Sex hormones have been extensively implicated in sex disparities in AD. Estrogen regulation influences female reproduction and many aspects of brain health including emotions, memory, and cognitive functions (Luine, 2014). Decreased levels of estrogen characterize aging and menopause. This decline in estrogen levels is associated with cognitive impairment and the development of neurodegenerative diseases (Matyi et al., 2019). The role of estrogen in brain health is a subject of ongoing debate. Functional analysis identified estrogen signaling and progesterone-mediated oocyte maturation as some of the most significant pathways associated with F-asymAD switch genes. Epidemiological studies reported a higher incidence of AD in postmenopausal women (Fisher et al., 2018). Endogenous estrogen and hormone replacement therapy correlated positively with higher cognitive status in late life in over 2000 women without dementia (Matyi et al., 2019). Likewise, hormone replacement therapy is associated with a reduced risk of AD in older women (Zandi et al., 2002).

In contrast, estrogen failed to reduce the risk of dementia or cognitive decline but resulted in an increased risk of dementia in older women (Shumaker et al., 2004). Recently, oral contraceptive use and hormone therapy after menopause was associated with a decreased risk of AD in patients with depression (Kim et al., 2022). Several switch genes, including PGR, KRT17, ADCY1, and AKT3 associated with estrogen signaling. KRT17 is a marker of cervical and ovarian cancer (Bai et al., 2019; Di Fiore et al., 2022), and PGR plays a role in estrogen and progesterone signaling (Ikarashi et al., 2021; Hewitt et al., 2022). PGR and ADCY1 have been associated with neurodevelopment, but a direct link with dementia or neurodegeneration has not been found (Siegmund et al., 2007; Sundararajan et al., 2018).

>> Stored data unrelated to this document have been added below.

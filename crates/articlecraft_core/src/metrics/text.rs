//! Counting primitives over markup-bearing content.
//!
//! # Invariants
//! - Markup tags are removed before any word or sentence is counted.
//! - Functions here never fail; empty input yields zero counts.

use once_cell::sync::Lazy;
use regex::Regex;
use serde::Serialize;
use std::borrow::Cow;

static MARKUP_TAG_RE: Lazy<Regex> =
    Lazy::new(|| Regex::new(r"<[^>]*>").expect("valid markup tag regex"));
static SENTENCE_BREAK_RE: Lazy<Regex> =
    Lazy::new(|| Regex::new(r"[.!?]+").expect("valid sentence break regex"));
static HEADING_TAG_RE: Lazy<Regex> =
    Lazy::new(|| Regex::new(r"(?i)<h[2-6][^>]*>").expect("valid heading tag regex"));

/// Word, sentence and character counts of one content string.
#[derive(Debug, Clone, Copy, Default, PartialEq, Eq, Serialize)]
#[serde(rename_all = "camelCase")]
pub struct TextMetrics {
    pub word_count: usize,
    pub sentence_count: usize,
    /// Characters of the markup-free text, whitespace included.
    pub char_count: usize,
    /// Characters inside words only.
    pub word_chars: usize,
}

impl TextMetrics {
    /// Measures `content` after stripping markup.
    pub fn measure(content: &str) -> Self {
        let text = strip_markup(content);

        let (word_count, word_chars) = text
            .split_whitespace()
            .fold((0, 0), |(words, chars), word| {
                (words + 1, chars + word.chars().count())
            });
        let sentence_count = SENTENCE_BREAK_RE
            .split(&text)
            .filter(|sentence| !sentence.trim().is_empty())
            .count();

        Self {
            word_count,
            sentence_count,
            char_count: text.chars().count(),
            word_chars,
        }
    }
}

/// Removes every `<...>` tag. Tags are deleted, not replaced by whitespace.
pub fn strip_markup(content: &str) -> Cow<'_, str> {
    MARKUP_TAG_RE.replace_all(content, "")
}

/// Counts opening heading tags of levels 2 to 6.
pub fn count_heading_tags(content: &str) -> usize {
    HEADING_TAG_RE.find_iter(content).count()
}

/// Counts non-overlapping occurrences of `needle` in `haystack`.
///
/// Both sides are expected to be case-folded already. An empty needle has no
/// occurrences.
pub fn count_occurrences(haystack: &str, needle: &str) -> usize {
    if needle.is_empty() {
        return 0;
    }
    haystack.matches(needle).count()
}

The involvement of estrogen-related switch genes in F-AD warrants further mechanistic studies to understand their implications in AD and neurodegeneration better.

In contrast to females, the unique pathways associated with switch genes in M-AD were oxytocin and prolactin signaling, cell adhesion molecules, alcoholism, adipocytokine signaling, and nicotine addiction. The unique pathways identified in M-asymAD were FcγR-mediated phagocytosis, fluid shear stress and atherosclerosis, and proteoglycans. Oxytocin is a neuropeptide hormone that plays a key role in pregnancy by inducing uterine contractions and lactation. In the brain, oxytocin modulates behavior and cognition in several neurological disorders (Guastella et al., 2015; Guastella and Hickie, 2016). Interestingly, oxytocin has been shown to elicit neuroprotection in AD. For instance, intranasal delivery of oxytocin restored cognitive functions in a rodent model of AD (El-Ganainy et al., 2022). Like oxytocin, prolactin is another pituitary hormone associated with immune system regulation, and it has been implicated in various neurological disorders, including AD (Duc Nguyen et al., 2022). Prolactin increases synaptogenesis, axon growth, neuronal plasticity, and memory consolidation (Carretero et al., 2019).

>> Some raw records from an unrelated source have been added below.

//! Capitalisation-based named-entity recognition
//!
//! Runs of capitalised words are merged into one entity, optionally bridged
//! by function words (`Banco de España`). Sentence-initial words are treated
//! with care: a capitalised dictionary word at the start of a sentence is
//! usually not a name, so it only starts an entity when its analyses allow
//! it (noun/adjective tags, no closed-category tag) or when it is a known
//! name.

use std::path::Path;

use regex::Regex;
use rustc_hash::FxHashSet;
use serde::{Deserialize, Serialize};
use stop_words::{get, LANGUAGE};

use super::{AutomatonPolicy, StateId, TokenId, TransitionTable};
use crate::diagnostics::{DiagnosticCode, LoadReport};
use crate::errors::{read_to_string, LingError, Result};
use crate::sections::read_sections;
use crate::types::{Analysis, Word};

// States
const ST_IN: StateId = 0;
const ST_NP: StateId = 1;
const ST_FUN: StateId = 2;
const ST_STOP: StateId = 3;

// Tokens
/// Sentence-initial capitalised word with no analyses.
const TK_S_UNK_UPP: TokenId = 0;
/// Sentence-initial capitalised noun or adjective.
const TK_S_NOUN_UPP: TokenId = 1;
/// Capitalised word elsewhere.
const TK_M_UPPER: TokenId = 2;
/// Function word.
const TK_M_FUN: TokenId = 3;
const TK_OTHER: TokenId = 4;

// ============================================================================
// Configuration
// ============================================================================

/// Settings for [`ProperNounPolicy`].
#[derive(Debug, Clone, PartialEq, Serialize, Deserialize)]
#[serde(default)]
pub struct ProperNounConfig {
    /// Lowercase words allowed inside an entity (`de`, `la`, ...).
    pub function_words: FxHashSet<String>,
    /// Tags after which the next word counts as sentence-initial.
    pub special_punct: FxHashSet<String>,
    /// Tag given to recognised entities.
    pub ne_tag: String,
    /// Runs of at least this many words must contain a lowercase letter
    /// (all-caps titles are not entities). `0` disables the check.
    pub title_limit: usize,
    /// Known names, accepted sentence-initially whatever their tags.
    pub names: FxHashSet<String>,
    /// Words that continue an entity but only start one before a
    /// capitalised word.
    pub ignore: FxHashSet<String>,
    pub re_noun_adj: String,
    pub re_closed: String,
    pub re_date_num_punct: String,
    /// Annotate each word of an entity in place instead of merging.
    pub split_multiwords: bool,
}

impl Default for ProperNounConfig {
    fn default() -> Self {
        Self {
            function_words: FxHashSet::default(),
            special_punct: FxHashSet::default(),
            ne_tag: "NP00000".to_string(),
            title_limit: 0,
            names: FxHashSet::default(),
            ignore: FxHashSet::default(),
            re_noun_adj: "^(NC|AQ)".to_string(),
            re_closed: "^[DSC]".to_string(),
            re_date_num_punct: "^[FWZ]".to_string(),
            split_multiwords: false,
        }
    }
}

impl ProperNounConfig {
    pub fn new() -> Self {
        Self::default()
    }

    /// Default settings with function words taken from the stop-word list
    /// of `language` (ISO code or English name).
    pub fn for_language(language: &str) -> Result<Self> {
        let lang = match language.to_lowercase().as_str() {
            "en" | "english" => LANGUAGE::English,
            "es" | "spanish" => LANGUAGE::Spanish,
            "fr" | "french" => LANGUAGE::French,
            "it" | "italian" => LANGUAGE::Italian,
            "pt" | "portuguese" => LANGUAGE::Portuguese,
            "de" | "german" => LANGUAGE::German,
            "nl" | "dutch" => LANGUAGE::Dutch,
            "ru" | "russian" => LANGUAGE::Russian,
            other => {
                return Err(LingError::invalid_config(format!(
                    "no function word list for language '{other}'"
                )))
            }
        };
        let function_words = get(lang).iter().map(|s| s.to_string()).collect();
        Ok(Self {
            function_words,
            special_punct: ["Fc", "Fd", "Fe", "Fx", "Fp", "Fat", "Fit", "Fg"]
                .iter()
                .map(|s| s.to_string())
                .collect(),
            ..Self::default()
        })
    }

    pub fn with_function_words<I, S>(mut self, words: I) -> Self
    where
        I: IntoIterator<Item = S>,
        S: Into<String>,
    {
        self.function_words = words.into_iter().map(Into::into).collect();
        self
    }

    pub fn with_special_punct<I, S>(mut self, tags: I) -> Self
    where
        I: IntoIterator<Item = S>,
        S: Into<String>,
    {
        self.special_punct = tags.into_iter().map(Into::into).collect();
        self
    }

    pub fn with_ne_tag(mut self, tag: impl Into<String>) -> Self {
        self.ne_tag = tag.into();
        self
    }

    pub fn with_title_limit(mut self, limit: usize) -> Self {
        self.title_limit = limit;
        self
    }

    pub fn with_names<I, S>(mut self, names: I) -> Self
    where
        I: IntoIterator<Item = S>,
        S: Into<String>,
    {
        self.names = names.into_iter().map(|s| s.into().to_lowercase()).collect();
        self
    }

    pub fn with_ignore<I, S>(mut self, words: I) -> Self
    where
        I: IntoIterator<Item = S>,
        S: Into<String>,
    {
        self.ignore = words.into_iter().map(|s| s.into().to_lowercase()).collect();
        self
    }

    pub fn with_split_multiwords(mut self, split: bool) -> Self {
        self.split_multiwords = split;
        self
    }

    /// Load settings from a sectioned file.
    pub fn from_file(path: impl AsRef<Path>) -> Result<Self> {
        let path = path.as_ref();
        let text = read_to_string(path)?;
        Self::from_sections(&text, path.display().to_string())
    }

    /// Parse `<FunctionWords>`, `<SpecialPunct>`, `<NE_Tag>`, `<TitleLimit>`,
    /// `<Names>`, `<Ignore>`, `<RE_NounAdj>`, `<RE_Closed>`,
    /// `<RE_DateNumPunct>` and `<SplitMultiwords>` sections. Missing
    /// sections keep their defaults.
    pub fn from_sections(text: &str, origin: impl Into<String>) -> Result<Self> {
        let mut report = LoadReport::new(origin);
        let sections = read_sections(text, &mut report);
        let mut config = Self::default();

        let words = |name: &str| -> Vec<String> {
            sections
                .get(name)
                .map(|lines| {
                    lines
                        .iter()
                        .flat_map(|(_, l)| l.split_whitespace())
                        .map(str::to_string)
                        .collect()
                })
                .unwrap_or_default()
        };
        let first = |name: &str| -> Option<(usize, String)> {
            sections
                .get(name)
                .and_then(|lines| lines.first())
                .map(|(n, l)| (*n, l.trim().to_string()))
        };

        for name in sections.keys() {
            if !SECTIONS.contains(&name.as_str()) {
                report.warning(
                    DiagnosticCode::UnknownName,
                    None,
                    format!("unknown section <{name}> ignored"),
                );
            }
        }

        config.function_words = words("FunctionWords").into_iter().collect();
        config.special_punct = words("SpecialPunct").into_iter().collect();
        config.names = words("Names").into_iter().map(|w| w.to_lowercase()).collect();
        config.ignore = words("Ignore").into_iter().map(|w| w.to_lowercase()).collect();
        if let Some((_, tag)) = first("NE_Tag") {
            config.ne_tag = tag;
        }
        if let Some((line, limit)) = first("TitleLimit") {
            match limit.parse() {
                Ok(n) => config.title_limit = n,
                Err(_) => report.error(
                    DiagnosticCode::Syntax,
                    Some(line),
                    format!("TitleLimit must be a number, got '{limit}'"),
                ),
            }
        }
        for (section, slot) in [
            ("RE_NounAdj", &mut config.re_noun_adj),
            ("RE_Closed", &mut config.re_closed),
            ("RE_DateNumPunct", &mut config.re_date_num_punct),
        ] {
            if let Some((line, re)) = first(section) {
                if let Err(e) = Regex::new(&re) {
                    report.error(DiagnosticCode::InvalidRegex, Some(line), e.to_string());
                }
                *slot = re;
            }
        }
        if let Some((_, split)) = first("SplitMultiwords") {
            config.split_multiwords = split.eq_ignore_ascii_case("yes");
        }

        report.finish(config)
    }
}

const SECTIONS: &[&str] = &[
    "FunctionWords",
    "SpecialPunct",
    "NE_Tag",
    "TitleLimit",
    "Names",
    "Ignore",
    "RE_NounAdj",
    "RE_Closed",
    "RE_DateNumPunct",
    "SplitMultiwords",
];

// ============================================================================
// Policy
// ============================================================================

/// Scan state for one entity match attempt.
#[derive(Debug, Default)]
pub struct ProperNounContext {
    /// The entity started with a sentence-initial dictionary noun.
    initial_noun: bool,
}

/// Automaton policy recognising capitalised named entities.
#[derive(Debug, Clone)]
pub struct ProperNounPolicy {
    config: ProperNounConfig,
    re_noun_adj: Regex,
    re_closed: Regex,
    re_date_num_punct: Regex,
    table: TransitionTable,
}

impl ProperNounPolicy {
    pub fn new(config: ProperNounConfig) -> Result<Self> {
        let compile = |re: &str| Regex::new(re).map_err(|e| LingError::regex("proper noun settings", e));
        let mut table = TransitionTable::new(4, 5, ST_IN, ST_STOP).with_final(ST_NP);
        table.set_all(ST_IN, &[TK_S_UNK_UPP, TK_S_NOUN_UPP, TK_M_UPPER], ST_NP);
        table.set(ST_NP, TK_M_UPPER, ST_NP);
        table.set(ST_NP, TK_M_FUN, ST_FUN);
        table.set_all(ST_FUN, &[TK_S_UNK_UPP, TK_S_NOUN_UPP, TK_M_UPPER], ST_NP);
        table.set(ST_FUN, TK_M_FUN, ST_FUN);
        Ok(Self {
            re_noun_adj: compile(&config.re_noun_adj)?,
            re_closed: compile(&config.re_closed)?,
            re_date_num_punct: compile(&config.re_date_num_punct)?,
            config,
            table,
        })
    }

    pub fn config(&self) -> &ProperNounConfig {
        &self.config
    }

    fn is_sentence_begin(&self, words: &[Word], j: usize) -> bool {
        j == 0
            || words[j - 1]
                .analyses()
                .iter()
                .any(|a| self.config.special_punct.contains(&a.tag))
    }
}

impl AutomatonPolicy for ProperNounPolicy {
    type Context = ProperNounContext;

    fn table(&self) -> &TransitionTable {
        &self.table
    }

    fn compute_token(&self, _ctx: &mut ProperNounContext, state: StateId, words: &[Word], j: usize) -> TokenId {
        let word = &words[j];
        let form = word.lowercase_form();
        let sbegin = self.is_sentence_begin(words, j);

        if self.config.ignore.contains(&form) {
            if state == ST_NP {
                return TK_M_UPPER;
            }
            if words.get(j + 1).is_some_and(Word::is_capitalized) {
                return if sbegin { TK_S_NOUN_UPP } else { TK_M_UPPER };
            }
            return TK_OTHER;
        }

        let dnp = word.has_tag_matching(&self.re_date_num_punct);
        if sbegin {
            if !word.locked
                && word.is_capitalized()
                && !self.config.function_words.contains(&form)
                && !word.is_multiword()
                && !dnp
            {
                if word.n_analyses() == 0 {
                    return TK_S_UNK_UPP;
                }
                if !word.has_tag_matching(&self.re_closed)
                    && (word.has_tag_matching(&self.re_noun_adj) || self.config.names.contains(&form))
                {
                    return TK_S_NOUN_UPP;
                }
            }
        } else if !word.locked {
            if word.is_capitalized() && !dnp {
                return TK_M_UPPER;
            }
            if self.config.function_words.contains(&form) {
                return TK_M_FUN;
            }
        }
        TK_OTHER
    }

    fn state_actions(&self, ctx: &mut ProperNounContext, _origin: StateId, state: StateId, token: TokenId, _word: &Word) {
        if state == ST_NP {
            ctx.initial_noun = token == TK_S_NOUN_UPP;
        }
    }

    fn valid_multiword(&self, _ctx: &mut ProperNounContext, candidate: &Word) -> bool {
        let limit = self.config.title_limit;
        if limit > 0 && candidate.components().len() >= limit {
            // all-caps titles are not entities
            return candidate
                .components()
                .iter()
                .any(|w| w.form.chars().any(char::is_lowercase));
        }
        true
    }

    fn set_multiword_analysis(&self, ctx: &ProperNounContext, word: &mut Word, _final_state: StateId) {
        if ctx.initial_noun && word.components().len() == 1 {
            let single = word.components()[0].clone();
            word.copy_analyses(&single);
        }
        let lemma = word.lowercase_form();
        word.add_analysis(Analysis::new(lemma, self.config.ne_tag.clone()));
    }

    fn split_multiwords(&self) -> bool {
        self.config.split_multiwords
    }

    fn set_split_analysis(&self, _ctx: &ProperNounContext, word: &mut Word) {
        if word.is_capitalized() {
            let lemma = word.lowercase_form();
            word.set_analyses(vec![Analysis::new(lemma, self.config.ne_tag.clone())]);
        }
    }
}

Furthermore, prolactin is associated with inflammatory, anti-inflammatory effects and autoimmunity (Costanza and Pedotti, 2016; Wang et al., 2020). Serum prolactin levels are increased in Huntington’s disease and multiple sclerosis (Duc Nguyen et al., 2022), suggesting it may also be implicated in neurodegeneration. The potential role of oxytocin in AD males warrants a more thorough investigation of hormones in AD.

Alcohol consumption is a subject of extensive debate, with numerous epidemiological studies investigating its association with AD. Excessive alcohol consumption is associated with more significant cognitive decline and lower hippocampal volume in AD patients (Heymann et al., 2016; Zhornitsky et al., 2021). Drinking frequency associated with AD biomarkers in CSF fluid from cognitively intact older individuals (Wang et al., 2021). Chronic alcohol intake induces the generation of reactive oxygen species and hyperglutamatergic excitotoxicity leading to white matter atrophy, axonal loss, demyelination, and neurodegeneration (Kamal et al., 2020). Contrary to these adverse effects, recent studies suggest that low to moderate alcohol consumption could reduce the risk of AD (Andersen et al., 1999; Yang et al., 2022). Several of the M-AD switch genes, HDAC5, TH, and CAMKK2 associated with alcohol. HDAC5 mRNA levels are decreased in the prefrontal cortex of rats sensitized to alcohol and cocaine (Xu S. et al., 2021). Long-term alcohol consumption promotes the degradation of HDAC5 and may increase vulnerability to cocaine addiction (Griffin Jr. et al., 2017). CAMKK2 is involved in ethanol-induced hepatic steatosis, and treatment with caffeic acid, a phytochemical in coffee, increases its mRNA and protein expression, thereby reducing alcohol-mediated damage in mice (Lu et al., 2022). Furthermore, CAMKK2 is associated with amyloid beta-induced neurotoxicity resulting in dendritic spine loss, and its inhibition protected hippocampal neurons against neurotoxicity in a transgenic mouse model of AD (Mairet-Coello et al., 2013).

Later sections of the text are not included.